Problem requirements:
Pick every line out of the entries below that holds the string "insert", and report them.

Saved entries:
[Start of section]
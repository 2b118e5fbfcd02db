//! Domain layer - Pure business abstractions
//!
//! Circulation rules, reporting aggregations, validation, repository
//! traits and the domain error type. Nothing here talks to the database
//! or to HTTP.

pub mod errors;
pub mod lifecycle;
pub mod repositories;
pub mod statistics;
pub mod validation;

pub use errors::DomainError;
pub use lifecycle::{
    AcquisitionType, BorrowStatus, CopyCondition, CopyStatus, LoanDates, MatricNumber,
    StudentStatus,
};
pub use repositories::*;
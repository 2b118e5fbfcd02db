//! SeaORM implementation of StudentRepository

use async_trait::async_trait;
use chrono::Utc;
use sea_orm::{
    ActiveModelTrait, ColumnTrait, Condition, DatabaseConnection, EntityTrait, PaginatorTrait,
    QueryFilter, QueryOrder, QuerySelect, Set,
};
use std::collections::HashMap;

use crate::domain::lifecycle::MAX_OPEN_BORROWS;
use crate::domain::validation::{require_non_empty, validate_email};
use crate::domain::{
    CreateStudentInput, DomainError, PaginatedStudents, Student, StudentFilter, StudentRepository,
    StudentStatus, UpdateStudentInput,
};
use crate::models::{borrowing_record, student};
use crate::utils::time::format_timestamp;

const MIN_SEARCH_LENGTH: usize = 2;

/// SeaORM-based implementation of StudentRepository
pub struct SeaOrmStudentRepository {
    db: DatabaseConnection,
}

impl SeaOrmStudentRepository {
    pub fn new(db: DatabaseConnection) -> Self {
        Self { db }
    }

    /// Open borrowing counts keyed by matric number
    async fn open_counts(&self, matrics: Vec<String>) -> Result<HashMap<String, u64>, DomainError> {
        if matrics.is_empty() {
            return Ok(HashMap::new());
        }
        let rows: Vec<(String, i64)> = borrowing_record::Entity::find()
            .select_only()
            .column(borrowing_record::Column::MatricNumber)
            .column_as(borrowing_record::Column::Id.count(), "open_count")
            .filter(borrowing_record::Column::MatricNumber.is_in(matrics))
            .filter(borrowing_record::Column::ReturnDate.is_null())
            .group_by(borrowing_record::Column::MatricNumber)
            .into_tuple()
            .all(&self.db)
            .await?;
        Ok(rows.into_iter().map(|(m, c)| (m, c as u64)).collect())
    }

    async fn hydrate(&self, models: Vec<student::Model>) -> Result<Vec<Student>, DomainError> {
        let counts = self
            .open_counts(models.iter().map(|s| s.matric_number.clone()).collect())
            .await?;
        models
            .into_iter()
            .map(|m| {
                let open = counts.get(&m.matric_number).copied().unwrap_or(0);
                to_student(m, open)
            })
            .collect()
    }

    async fn ensure_email_free(&self, email: &str, except: Option<&str>) -> Result<(), DomainError> {
        let existing = student::Entity::find()
            .filter(student::Column::Email.eq(email))
            .one(&self.db)
            .await?;
        match existing {
            Some(other) if Some(other.matric_number.as_str()) != except => {
                Err(DomainError::Conflict(format!(
                    "Email {} is already registered to student {}",
                    email, other.matric_number
                )))
            }
            _ => Ok(()),
        }
    }
}

fn to_student(model: student::Model, open_borrowings: u64) -> Result<Student, DomainError> {
    let status: StudentStatus = model.status.parse().map_err(|_| {
        DomainError::Internal(format!(
            "Corrupt status '{}' for student {}",
            model.status, model.matric_number
        ))
    })?;
    Ok(Student {
        can_borrow: status != StudentStatus::Suspended && open_borrowings < MAX_OPEN_BORROWS,
        matric_number: model.matric_number,
        full_name: model.full_name,
        email: model.email,
        status,
        open_borrowings,
        created_at: model.created_at,
        updated_at: model.updated_at,
    })
}

#[async_trait]
impl StudentRepository for SeaOrmStudentRepository {
    async fn find_all(&self, filter: StudentFilter) -> Result<PaginatedStudents, DomainError> {
        let mut query = student::Entity::find();
        if let Some(status) = filter.status {
            query = query.filter(student::Column::Status.eq(status.as_str()));
        }

        let total = query.clone().count(&self.db).await?;
        let models = query
            .order_by_asc(student::Column::FullName)
            .order_by_asc(student::Column::MatricNumber)
            .offset(filter.offset)
            .limit(filter.limit)
            .all(&self.db)
            .await?;

        Ok(PaginatedStudents {
            students: self.hydrate(models).await?,
            total,
        })
    }

    async fn search(&self, query: &str, limit: u64) -> Result<Vec<Student>, DomainError> {
        let query = query.trim();
        if query.chars().count() < MIN_SEARCH_LENGTH {
            return Err(DomainError::Validation(format!(
                "Search query must be at least {} characters",
                MIN_SEARCH_LENGTH
            )));
        }

        let models = student::Entity::find()
            .filter(
                Condition::any()
                    .add(student::Column::FullName.contains(query))
                    .add(student::Column::MatricNumber.contains(query))
                    .add(student::Column::Email.contains(query)),
            )
            .order_by_asc(student::Column::FullName)
            .limit(limit)
            .all(&self.db)
            .await?;
        self.hydrate(models).await
    }

    async fn find_by_matric(&self, matric_number: &str) -> Result<Option<Student>, DomainError> {
        let Some(model) = student::Entity::find_by_id(matric_number.trim().to_string())
            .one(&self.db)
            .await?
        else {
            return Ok(None);
        };
        Ok(self.hydrate(vec![model]).await?.pop())
    }

    async fn create(&self, input: CreateStudentInput) -> Result<Student, DomainError> {
        let full_name = require_non_empty("full_name", &input.full_name)?;
        let email = validate_email(&input.email)?;
        let matric_number = input.matric_number.into_inner();

        if student::Entity::find_by_id(matric_number.clone())
            .one(&self.db)
            .await?
            .is_some()
        {
            return Err(DomainError::Conflict(format!(
                "Student {} already exists",
                matric_number
            )));
        }
        self.ensure_email_free(&email, None).await?;

        let now = format_timestamp(Utc::now());
        // Primary key is supplied by the caller, so insert via Entity::insert
        student::Entity::insert(student::ActiveModel {
            matric_number: Set(matric_number.clone()),
            full_name: Set(full_name),
            email: Set(email),
            status: Set(input.status.to_string()),
            created_at: Set(now.clone()),
            updated_at: Set(now),
        })
        .exec_without_returning(&self.db)
        .await?;

        tracing::info!("Registered student {}", matric_number);
        self.find_by_matric(&matric_number)
            .await?
            .ok_or_else(|| DomainError::Internal(format!("Student {} vanished after insert", matric_number)))
    }

    async fn update(
        &self,
        matric_number: &str,
        input: UpdateStudentInput,
    ) -> Result<Student, DomainError> {
        let existing = student::Entity::find_by_id(matric_number.trim().to_string())
            .one(&self.db)
            .await?
            .ok_or_else(|| DomainError::not_found("Student", matric_number))?;
        let key = existing.matric_number.clone();

        let mut active: student::ActiveModel = existing.into();
        if let Some(name) = input.full_name {
            active.full_name = Set(require_non_empty("full_name", &name)?);
        }
        if let Some(email) = input.email {
            let email = validate_email(&email)?;
            self.ensure_email_free(&email, Some(&key)).await?;
            active.email = Set(email);
        }
        if let Some(status) = input.status {
            active.status = Set(status.to_string());
            tracing::info!("Student {} status set to {}", key, status);
        }
        active.updated_at = Set(format_timestamp(Utc::now()));
        let model = active.update(&self.db).await?;

        Ok(self
            .hydrate(vec![model])
            .await?
            .pop()
            .ok_or_else(|| DomainError::not_found("Student", &key))?)
    }
}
[End of section]
Solution for this exercise:
        // Primary key is supplied by the caller, so insert via Entity::insert
        student::Entity::insert(student::ActiveModel {
            .ok_or_else(|| DomainError::Internal(format!("Student {} vanished after insert", matric_number)))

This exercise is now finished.